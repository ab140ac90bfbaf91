//! Error types for the API client.
//!
//! # Design
//! Callers mostly need to tell two failures apart: the transport never got a
//! response (`Transport`), or the server answered with an error status
//! (`Http`). The latter keeps the decoded response body so the caller can
//! inspect whatever error document the API returned. It is also reachable
//! through `context()` under `RESPONSE_OBJECT_KEY`, which is the shape the C
//! surface hands out.

use serde_json::{Map, Value};
use thiserror::Error;

use crate::response::ResponseBody;

/// Key under which `ApiError::context` exposes the response body of an HTTP
/// error.
pub const RESPONSE_OBJECT_KEY: &str = "response_object";

/// Errors produced while building, sending or decoding a request.
#[derive(Debug, Error)]
pub enum ApiError {
    /// The base URL handed to the client pool could not be parsed.
    #[error("invalid base url {url:?}: {reason}")]
    InvalidBaseUrl { url: String, reason: String },

    /// No response was received (connection, DNS, timeout).
    #[error("transport error: {0}")]
    Transport(String),

    /// The server returned a non-2xx status.
    #[error("HTTP {status}: {body}")]
    Http { status: u16, body: ResponseBody },

    /// The request could not be assembled or serialized.
    #[error("serialization failed: {0}")]
    Serialization(String),

    /// A success response could not be decoded.
    #[error("deserialization failed: {0}")]
    Deserialization(String),

    /// Configuration could not be loaded or was invalid.
    #[error("invalid configuration: {0}")]
    Config(String),

    /// A context was created outside of a tokio runtime, or its runtime
    /// has shut down.
    #[error("no tokio runtime available to drive requests")]
    NoRuntime,

    /// The task driving a submitted request ended without an outcome.
    #[error("request aborted: {0}")]
    Aborted(String),
}

impl ApiError {
    /// Status code of an HTTP error, `None` for every other kind.
    pub fn status(&self) -> Option<u16> {
        match self {
            ApiError::Http { status, .. } => Some(*status),
            _ => None,
        }
    }

    /// The decoded body of an HTTP error response.
    pub fn response_object(&self) -> Option<&ResponseBody> {
        match self {
            ApiError::Http { body, .. } => Some(body),
            _ => None,
        }
    }

    /// Key/value view of the error. HTTP errors carry the response body under
    /// `RESPONSE_OBJECT_KEY`; transport errors carry no body.
    pub fn context(&self) -> Map<String, Value> {
        let mut map = Map::new();
        map.insert("message".to_string(), Value::String(self.to_string()));
        if let ApiError::Http { status, body } = self {
            map.insert("status".to_string(), Value::from(*status));
            map.insert(RESPONSE_OBJECT_KEY.to_string(), body.to_value());
        }
        map
    }
}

* _Task_: Leave out every line before the one containing "if let ApiError::Http"; set down that line and all remaining lines of the material exactly.

* _Result below_:
        if let ApiError::Http { status, body } = self {
            map.insert("status".to_string(), Value::from(*status));
            map.insert(RESPONSE_OBJECT_KEY.to_string(), body.to_value());
        }
        map
    }
}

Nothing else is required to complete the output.